Amid the exploitation and violence, these poems find moments of grace: the scent of a sea rose, a desert walk in spring, the company of birds, Earth entire. The Long Now Conditions Permit is both tender elegy and urgent call, exhorting readers to grapple with the devastating failings of humanity and the saving possibilities of love.
Jami Macarty is the author of The Minuses, winner of the 2020 New Mexico/Arizona Book Award-Poetry Arizona, and four chapbooks, including The Whole Catastrophe and Mind of Spring, winner of the 2017 Vallum Chapbook Award. Macarty’s writing is supported by the Arizona Commission on the Arts and the British Columbia Arts Council, and the generous editors of such American and Canadian literary magazines as Colorado Review, Interim, Vallum, and Volt. Macarty supports other writers as an independent mentor, editor, and reviewer, and as a creative writing teacher at Simon Fraser University. Macarty lives in and learns from the arborescent desert around Tucson, Arizona, and the rain coast of Vancouver, British Columbia.
Last Train to Paradise: New and Selected Poems, Martha Silano

Publisher: Saturnalia Books
Publication Date: December 1, 2025
Format: Paperback
Last Train to Paradise by Martha Silano includes work from all seven of Silano’s previously published books along with thirty-five new poems written shortly before Silano’s death from ALS in 2025. Silano’s poetry has won numerous awards and accolades and has been featured in the Best American Poetry twice. She has earned praise from many of our most celebrated contemporary poets including Pulitzer winner Diane Seuss who pens the introduction to this collection. The range of Silano’s work from the past quarter century, and all the life and love it embraces and collects in its revelatory and expansive linguistic virtuoso is testimony to the mind of one of our most tireless and talented poets.
Martha Silano has authored seven poetry books, including Gravity Assist (Saturnalia Books, 2019), The Little Office of the Immaculate Conception, winner of the 2010 Saturnalia Books Poetry Prize and a Washington State Book Award finalist, and Reckless Lovely (Saturnalia Books, 2014), and most recently, Terminal Surreal (Acre Books, 2025).
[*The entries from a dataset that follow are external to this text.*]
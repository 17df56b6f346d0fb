//! Anomaly detection over incoming traces.
//!
//! Detection only runs once an agent has enough history
//! (`ANOMALY_MIN_TRACES`) for "unusual" to mean anything. Warning flags
//! auto-archive after a long clean streak; critical flags never do.

use chrono::{DateTime, Utc};

use garl_core::constants::*;
use garl_core::{Agent, AnomalyFlag, AnomalySeverity, AnomalyType, TraceStatus};

use crate::reputation::TraceObservation;

/// Active flags kept plus this many most-recent archived ones.
const ARCHIVED_FLAG_TAIL: usize = 5;

/// Hard cap on flags carried per agent.
const MAX_FLAGS: usize = 10;

/// Detect anomalies for a trace against the agent's prior statistics.
///
/// When two or more distinct anomaly types coincide on one trace, every
/// flag raised here is escalated to critical.
pub fn detect_anomalies(
    agent: &Agent,
    trace: &TraceObservation<'_>,
    recent_success_rate: Option<f64>,
    now: DateTime<Utc>,
) -> Vec<AnomalyFlag> {
    if agent.total_traces < ANOMALY_MIN_TRACES {
        return Vec::new();
    }

    let mut flags = Vec::new();

    if trace.status == TraceStatus::Failure {
        if let Some(rate) = recent_success_rate {
            if rate >= UNEXPECTED_FAILURE_RATE {
                flags.push(AnomalyFlag {
                    anomaly_type: AnomalyType::UnexpectedFailure,
                    severity: AnomalySeverity::Warning,
                    message: format!("Failure from agent with {rate}% recent success rate"),
                    archived: false,
                    detected_at: now,
                });
            }
        }
    }

    if agent.avg_duration_ms > 0
        && trace.duration_ms as f64 > agent.avg_duration_ms as f64 * DURATION_SPIKE_FACTOR
    {
        flags.push(AnomalyFlag {
            anomaly_type: AnomalyType::DurationSpike,
            severity: AnomalySeverity::Warning,
            message: format!(
                "Duration {}ms is 5x+ above average {}ms",
                trace.duration_ms, agent.avg_duration_ms
            ),
            archived: false,
            detected_at: now,
        });
    }

    if let Some(cost) = trace.cost_usd {
        let avg_cost = agent.total_cost_usd / agent.total_traces as f64;
        if avg_cost > 0.0 && cost > avg_cost * COST_SPIKE_FACTOR {
            flags.push(AnomalyFlag {
                anomaly_type: AnomalyType::CostSpike,
                severity: AnomalySeverity::Warning,
                message: format!("Cost ${cost:.4} is 10x+ above average ${avg_cost:.4}"),
                archived: false,
                detected_at: now,
            });
        }
    }

    if flags.len() >= 2 {
        for flag in &mut flags {
            flag.severity = AnomalySeverity::Critical;
        }
    }

    flags
}

/// Archive warning flags after a sufficiently long clean streak.
///
/// Critical flags are never touched.
pub fn archive_cleared_warnings(
    mut flags: Vec<AnomalyFlag>,
    consecutive_clean: u64,
) -> Vec<AnomalyFlag> {
    if consecutive_clean < ANOMALY_CLEAR_THRESHOLD || flags.is_empty() {
        return flags;
    }

    for flag in &mut flags {
        if flag.severity == AnomalySeverity::Warning {
            flag.archived = true;
        }
    }

    trim_flags(flags)
}

/// Keep every active flag plus the most recent archived tail, capped.
pub fn trim_flags(flags: Vec<AnomalyFlag>) -> Vec<AnomalyFlag> {
    let (active, archived): (Vec<_>, Vec<_>) = flags.into_iter().partition(AnomalyFlag::is_active);

    let mut kept = active;
    let skip = archived.len().saturating_sub(ARCHIVED_FLAG_TAIL);
    kept.extend(archived.into_iter().skip(skip));

    let skip = kept.len().saturating_sub(MAX_FLAGS);
    kept.into_iter().skip(skip).collect()
}

#[cfg(test)]
mod tests {
    use super::*;
    use garl_core::TaskCategory;

    fn seasoned_agent() -> Agent {
        let mut agent = crate::testutil::fresh_agent(TaskCategory::Coding);
        agent.total_traces = 15;
        agent.success_count = 15;
        agent.success_rate = 100.0;
        agent.avg_duration_ms = 1000;
        agent.total_cost_usd = 0.15;
        agent
    }

    fn trace(
        status: TraceStatus,
        duration_ms: u64,
        cost_usd: Option<f64>,
    ) -> TraceObservation<'static> {
        TraceObservation {
            status,
            duration_ms,
            category: TaskCategory::Coding,
            cost_usd,
            permissions_used: &[],
            security_context: None,
        }
    }

    #[test]
    fn test_no_detection_below_trace_floor() {
        let mut agent = seasoned_agent();
        agent.total_traces = 9;
        let flags = detect_anomalies(
            &agent,
            &trace(TraceStatus::Failure, 100_000, Some(5.0)),
            Some(100.0),
            Utc::now(),
        );
        assert!(flags.is_empty());
    }

    #[test]
    fn test_duration_spike_warning() {
        // 10000 ms against a 1000 ms average: one warning flag.
        let agent = seasoned_agent();
        let flags = detect_anomalies(
            &agent,
            &trace(TraceStatus::Success, 10_000, None),
            Some(100.0),
            Utc::now(),
        );
        assert_eq!(flags.len(), 1);
        assert_eq!(flags[0].anomaly_type, AnomalyType::DurationSpike);
        assert_eq!(flags[0].severity, AnomalySeverity::Warning);
        assert!(!flags[0].archived);
    }

    #[test]
    fn test_exactly_5x_duration_is_not_a_spike() {
        let agent = seasoned_agent();
        let flags = detect_anomalies(
            &agent,
            &trace(TraceStatus::Success, 5_000, None),
            Some(100.0),
            Utc::now(),
        );
        assert!(flags.is_empty());
    }

    #[test]
    fn test_unexpected_failure() {
        let agent = seasoned_agent();
        let flags = detect_anomalies(
            &agent,
            &trace(TraceStatus::Failure, 1_000, None),
            Some(95.0),
            Utc::now(),
        );
        assert_eq!(flags.len(), 1);
        assert_eq!(flags[0].anomaly_type, AnomalyType::UnexpectedFailure);

        // Mediocre recent record: failures are expected, no flag.
        let flags = detect_anomalies(
            &agent,
            &trace(TraceStatus::Failure, 1_000, None),
            Some(80.0),
            Utc::now(),
        );
        assert!(flags.is_empty());
    }

    #[test]
    fn test_cost_spike() {
        // avg cost = 0.15 / 15 = 0.01; 0.5 is 50x above it.
        let agent = seasoned_agent();
        let flags = detect_anomalies(
            &agent,
            &trace(TraceStatus::Success, 1_000, Some(0.5)),
            Some(100.0),
            Utc::now(),
        );
        assert_eq!(flags.len(), 1);
        assert_eq!(flags[0].anomaly_type, AnomalyType::CostSpike);
    }

    #[test]
    fn test_coinciding_anomalies_escalate_to_critical() {
        // Failure at 95% rate + 10x duration + 50x cost on one trace.
        let agent = seasoned_agent();
        let flags = detect_anomalies(
            &agent,
            &trace(TraceStatus::Failure, 10_000, Some(0.5)),
            Some(95.0),
            Utc::now(),
        );
        assert_eq!(flags.len(), 3);
        assert!(flags
            .iter()
            .all(|f| f.severity == AnomalySeverity::Critical));
    }

    #[test]
    fn test_archive_after_clean_streak() {
        let warning = AnomalyFlag {
            anomaly_type: AnomalyType::DurationSpike,
            severity: AnomalySeverity::Warning,
            message: "spike".into(),
            archived: false,
            detected_at: Utc::now(),
        };
        let critical = AnomalyFlag {
            anomaly_type: AnomalyType::CostSpike,
            severity: AnomalySeverity::Critical,
            message: "spike".into(),
            archived: false,
            detected_at: Utc::now(),
        };

        // Streak too short: untouched.
        let flags = archive_cleared_warnings(vec![warning.clone(), critical.clone()], 49);
        assert!(flags.iter().all(|f| !f.archived));

        // Long streak: warnings archive, criticals never do.
        let flags = archive_cleared_warnings(vec![warning, critical], 50);
        let archived: Vec<_> = flags.iter().filter(|f| f.archived).collect();
        assert_eq!(archived.len(), 1);
        assert_eq!(archived[0].anomaly_type, AnomalyType::DurationSpike);
        assert!(flags
            .iter()
            .any(|f| f.severity == AnomalySeverity::Critical && !f.archived));
    }

    #[test]
    fn test_trim_keeps_active_and_recent_archived() {
        let mut flags = Vec::new();
        for i in 0..9 {
            flags.push(AnomalyFlag {
                anomaly_type: AnomalyType::DurationSpike,
                severity: AnomalySeverity::Warning,
                message: format!("old {i}"),
                archived: true,
                detected_at: Utc::now(),
            });
        }
        flags.push(AnomalyFlag {
            anomaly_type: AnomalyType::CostSpike,
            severity: AnomalySeverity::Critical,
            message: "live".into(),
            archived: false,
            detected_at: Utc::now(),
        });

        let trimmed = trim_flags(flags);
        assert_eq!(trimmed.len(), 1 + ARCHIVED_FLAG_TAIL);
        assert!(trimmed.iter().any(|f| f.message == "live"));
        assert!(trimmed.iter().any(|f| f.message == "old 8"));
        assert!(!trimmed.iter().any(|f| f.message == "old 0"));
    }
}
She also co-authored, with Kelli Russell Agodon, The Daily Poet: Day-By-Day Prompts For Your Writing Practice.
The Strange Wondrous Works of Eleanor Eleanor, Kathryn Cowles

Publisher: Fence Books
Publication Date: December 9, 2025
Format: Paperback
Eleanor Eleanor and Kathryn Cowles were spooled side by side like thread until Eleanor abruptly disappeared. In the wake of Eleanor’s leaving, Cowles lovingly compiles her unspooled residual poetry, full-color collages, and captions into this exquisite “fossil record,” this ekphrasis-turned-on-its-head “partial catalog.”
In Kathryn Cowles’s deliciously innovative third book, Eleanor lays bare the depths of the confines still facing women in Western life, even while we’re told we’re free to choose. She affixes wings to feminine figures cut out of magazines, asks, is there a way beyond? A way to real freedom, to a femininity that looks and acts however we choose? Cowles opens the door for readers to imagine new beings far beyond persona, who might sit at the same table of the invented authors in Fernando Pessoa’s world. In her introduction as editor, she writes:
“Eleanor Eleanor and I were born in the same place in the same month in the same year, and though we veered apart now and then (she liked to wander, to live in the back of a bad car, to waitress somewhere for a month or work a season on a farm), we always found our way back into each other’s company before long. But it has been more than a year now, and it’s never been a year. She’s just gone. And where? Everyone always wants to know…
Some artists are excellent executors of their own fiction. Like so many women before her, Eleanor Eleanor was not. But she did write things down. She sometimes said that her art works did not feel actually finished when she finished them.
This partial catalog, then, is an anti-chronological selection of her writings, which I found loosely shuffled on her otherwise cleared-off desk—a desk I never saw previously cleared in all the years I have known her, which is to say pretty much always. Seemed like a sign. On top was an otherwise blank notecard with my name on it.”
Kathryn Cowles’s third book of poems, The Strange Wondrous Works of Eleanor Eleanor, won the Fence Modern Poets Prize and will be published in December of 2025. Poems from this project won the Poetry Society of America’s Alice Fay di Castagnola Manuscript-in-Progress Award, and collage-poems from the project were part of a solo exhibition at the Solarium Gallery in Geneva, NY. Other books include Maps and Transcripts of the Ordinary World (Milkweed Editions) and Eleanor, Eleanor, not your real name (Bear Star), which won the Dorothy Brunsman Poetry Prize.
Driving the Beast, Christopher Bakken

Publisher: LSU Press
Publication Date: December 10, 2025
Format: Paperback / eBook
Driving the Beast is a book about movement. Christopher Bakken’s poems shift between Greece and the American Midwest, tracking the restless nature of selfhood, while seeking glimpses of the sacred in landscapes scarred by history and political turmoil. The book’s back-and-forth mirroring invites readers to confront their own reflections in moments of catastrophe and wonder, and to view them alongside those of immigrants and refugees.
Christopher Bakken is the author of three previous books of poetry and the culinary memoir Honey, Olives, Octopus: Adventures at the Greek Table. Twice a Fulbright Scholar, he teaches at Allegheny College and serves as director of Writing Workshops in Greece: Thessaloniki and Thasos.
Music of the Wide Lane, Sharon Hass, Marcela Sulak (Tr)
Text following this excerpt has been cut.